Sunday, June 1, 2014

Middle Finger News Service in Negotiations for Possible Reality Program Network

Press Release:
New Orleans, La. - The Middle Finger News Network today announced it's intentions of  pursuing new ventures to enhance it's massive corporate profits going forward in 2015 by possibly entering the Reality TV market.

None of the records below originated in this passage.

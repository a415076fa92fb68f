//! Blocking waits on the receive buffer.
//!
//! These suspend only the caller.  The hardware mutex is never held while
//! waiting, so drains keep running and append the data being waited for.

use crate::ftdi::error::{FtError, FtResult};
use crate::ftdi::session::SessionCore;
use std::time::Duration;

const READ_TIMEOUT: &str = "read timeout";

/// Wait until the next drain appends data or `timeout` elapses.
///
/// Only valid while open.  Does not read anything.
pub(crate) async fn wait_for_data(core: &SessionCore, timeout: Duration) -> FtResult<()> {
    ensure_open(core)?;
    match tokio::time::timeout(timeout, core.buffer.notified()).await {
        Ok(()) => Ok(()),
        Err(_) => Err(timed_out(core)),
    }
}

/// Wait until at least `min` bytes are buffered or `timeout` elapses.
pub(crate) async fn wait_for_bytes(core: &SessionCore, min: usize, timeout: Duration) -> FtResult<()> {
    ensure_open(core)?;
    if core.buffer.wait_available(min, timeout).await {
        Ok(())
    } else {
        Err(timed_out(core))
    }
}

fn ensure_open(core: &SessionCore) -> FtResult<()> {
    if core.hardware.is_open() {
        return Ok(());
    }
    let err = FtError::not_open();
    core.set_error_string(&err.message);
    Err(err)
}

fn timed_out(core: &SessionCore) -> FtError {
    core.set_error_string(READ_TIMEOUT);
    FtError::timed_out(READ_TIMEOUT)
}

#[cfg(test)]
mod tests {
    use crate::ftdi::error::FtErrorKind;
    use crate::ftdi::session::DeviceSession;
    use crate::ftdi::simulated::SimulatedDriver;
    use std::time::Duration;
    use tokio::time::Instant;

    #[tokio::test(start_paused = true)]
    async fn test_wait_times_out_after_full_timeout() {
        let d = SimulatedDriver::with_ft232r();
        let session = DeviceSession::new(d.clone());
        session.open().await.unwrap();

        let start = Instant::now();
        let err = session
            .wait_for_data(Duration::from_millis(100))
            .await
            .unwrap_err();
        assert_eq!(err.kind, FtErrorKind::TimedOut);
        assert!(start.elapsed() >= Duration::from_millis(100));
        assert_eq!(session.error_string(), "read timeout");
    }

    #[tokio::test(start_paused = true)]
    async fn test_wait_wakes_when_data_arrives() {
        let d = SimulatedDriver::with_ft232r();
        let session = DeviceSession::new(d.clone());
        session.open().await.unwrap();

        let producer = d.clone();
        tokio::spawn(async move {
            tokio::time::sleep(Duration::from_millis(50)).await;
            producer.inject_rx(b"late");
        });

        let start = Instant::now();
        session
            .wait_for_data(Duration::from_millis(100))
            .await
            .unwrap();
        let elapsed = start.elapsed();
        assert!(elapsed >= Duration::from_millis(50));
        assert!(elapsed < Duration::from_millis(100));
        assert_eq!(session.bytes_available(), 4);
    }

    #[tokio::test]
    async fn test_wait_requires_open() {
        let d = SimulatedDriver::with_ft232r();
        let session = DeviceSession::new(d);
        let err = session
            .wait_for_data(Duration::from_secs(10))
            .await
            .unwrap_err();
        assert_eq!(err.kind, FtErrorKind::NotOpen);
        let err = session
            .wait_for_bytes(1, Duration::from_secs(10))
            .await
            .unwrap_err();
        assert_eq!(err.kind, FtErrorKind::NotOpen);
    }

    #[tokio::test(start_paused = true)]
    async fn test_wait_for_bytes_threshold() {
        let d = SimulatedDriver::with_ft232r();
        let session = DeviceSession::new(d.clone());
        session.open().await.unwrap();

        let producer = d.clone();
        tokio::spawn(async move {
            for chunk in [&b"ab"[..], b"cd", b"ef"] {
                tokio::time::sleep(Duration::from_millis(10)).await;
                producer.inject_rx(chunk);
            }
        });

        session
            .wait_for_bytes(6, Duration::from_secs(1))
            .await
            .unwrap();
        assert_eq!(session.read_to_vec(6), b"abcdef");

        let err = session
            .wait_for_bytes(1, Duration::from_millis(20))
            .await
            .unwrap_err();
        assert!(err.is_timeout());
    }
}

The initiative came from a side project of MFNS's ace correspondent Earl of Taint, who has developed a series called "So You Want to Be an American?" set on the nations southern border. But while the series was not developed for MFNS and is  initially being offered to Univision TV network, we believe with acquisition of his series, we can build a successful all-reality network with our  present coverage of MFN by local access cable programing that already reaches tens of hundreds of people across the southern border. 

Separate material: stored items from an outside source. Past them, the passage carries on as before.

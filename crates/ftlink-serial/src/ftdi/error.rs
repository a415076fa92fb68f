//! FTDI-specific error type.

use crate::ftdi::driver::DriverStatus;
use serde::{Deserialize, Serialize};
use std::fmt;

/// Categorised session error.
#[derive(Debug, Clone, Serialize, Deserialize)]
pub struct FtError {
    pub kind: FtErrorKind,
    pub message: String,
    /// Driver return code that triggered the error, if any.
    pub driver_status: Option<DriverStatus>,
}

#[derive(Debug, Clone, Copy, Serialize, Deserialize, PartialEq, Eq)]
pub enum FtErrorKind {
    /// The driver could not build its device list.
    EnumerationFailed,
    /// No enumerated device matched the requested vendor/product pair.
    NoMatchingDevice,
    /// The matching device could not be opened.
    OpenFailed,
    /// The hardware rejected a setting (baud, line format, flow, timeouts, latency, DTR/RTS).
    ConfigurationFailed,
    /// Receive / modem-status event notification could not be armed.
    EventArmFailed,
    /// EEPROM or library version could not be read during open.
    IdentityReadFailed,
    /// `open` was called on an open session.
    AlreadyOpen,
    /// Operation requires an open session.
    NotOpen,
    /// Hardware write failed.
    WriteFailed,
    /// Hardware read failed.
    ReadFailed,
    /// Device status query failed.
    StatusFailed,
    /// A blocking wait expired.
    TimedOut,
    /// Config / parameter validation error.
    InvalidConfig,
}

pub type FtResult<T> = Result<T, FtError>;

// ── Construction helpers ─────────────────────────────────────────────

impl FtError {
    pub fn new(kind: FtErrorKind, msg: impl Into<String>) -> Self {
        Self {
            kind,
            message: msg.into(),
            driver_status: None,
        }
    }

    pub fn with_status(mut self, status: DriverStatus) -> Self {
        self.driver_status = Some(status);
        self
    }

    pub fn enumeration_failed(msg: impl Into<String>) -> Self {
        Self::new(FtErrorKind::EnumerationFailed, msg)
    }

    pub fn no_matching_device(vendor_id: u16, product_id: u16) -> Self {
        Self::new(
            FtErrorKind::NoMatchingDevice,
            format!(
                "no compatible devices found ({:04X}:{:04X})",
                vendor_id, product_id
            ),
        )
    }

    pub fn open_failed(msg: impl Into<String>) -> Self {
        Self::new(FtErrorKind::OpenFailed, msg)
    }

    pub fn configuration_failed(msg: impl Into<String>) -> Self {
        Self::new(FtErrorKind::ConfigurationFailed, msg)
    }

    pub fn event_arm_failed(msg: impl Into<String>) -> Self {
        Self::new(FtErrorKind::EventArmFailed, msg)
    }

    pub fn identity_read_failed(msg: impl Into<String>) -> Self {
        Self::new(FtErrorKind::IdentityReadFailed, msg)
    }

    pub fn already_open() -> Self {
        Self::new(FtErrorKind::AlreadyOpen, "the device is already open")
    }

    pub fn not_open() -> Self {
        Self::new(FtErrorKind::NotOpen, "the device is not open")
    }

    pub fn write_failed(msg: impl Into<String>) -> Self {
        Self::new(FtErrorKind::WriteFailed, msg)
    }

    pub fn read_failed(msg: impl Into<String>) -> Self {
        Self::new(FtErrorKind::ReadFailed, msg)
    }

    pub fn status_failed(msg: impl Into<String>) -> Self {
        Self::new(FtErrorKind::StatusFailed, msg)
    }

    pub fn timed_out(msg: impl Into<String>) -> Self {
        Self::new(FtErrorKind::TimedOut, msg)
    }

    pub fn invalid_config(msg: impl Into<String>) -> Self {
        Self::new(FtErrorKind::InvalidConfig, msg)
    }

    pub fn is_timeout(&self) -> bool {
        self.kind == FtErrorKind::TimedOut
    }
}

impl fmt::Display for FtError {
    fn fmt(&self, f: &mut fmt::Formatter<'_>) -> fmt::Result {
        if let Some(status) = self.driver_status {
            write!(f, "[FTDI {:?} {:?}] {}", self.kind, status, self.message)
        } else {
            write!(f, "[FTDI {:?}] {}", self.kind, self.message)
        }
    }
}

impl std::error::Error for FtError {}

impl From<FtError> for String {
    fn from(e: FtError) -> String {
        e.message
    }
}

Promo Courtesy of Earl of Taint Productions
Other suggestions for reality programing possibilities are timely shows such as  "Survivor Jihad " set in the beautiful exotic wilds of Islamic Africa.

Talks have already begun with venture capitalist and producer, Emo Murdoch, for funding and the MFNS negotiating team from Chicago will lean on meet with Earl about bidding for his series early next week.


  1. Definitely the only reality TV show worth watching. Count me in! Earl is going to have to step up to the challenge, though. You've got his only G-rated graphic in existence (Earl's Motto: We ain't NC-17 for nothin', Baby!) paired up with your Jihadi RPG Rectal Surgery graphic. He's starting out at a disadvantage. But he'll bring the heat. I got confidence. ;)

  2. Good morning, Jan! Your associates Moose and Rocco arrived a short while ago. Unfortunately, they got the wrong address. I can hear my neighbor screaming 2 houses down. Maybe you could give them a heads-up? And if possible, perhaps they could get my leaf-blower back?

    Great to be with you on this, btw.

    1. Sorry about that Earl. Moose is deaf and Rocca can't see very well. As for the leaf-blower, I'd imagine they hocked it for gas money.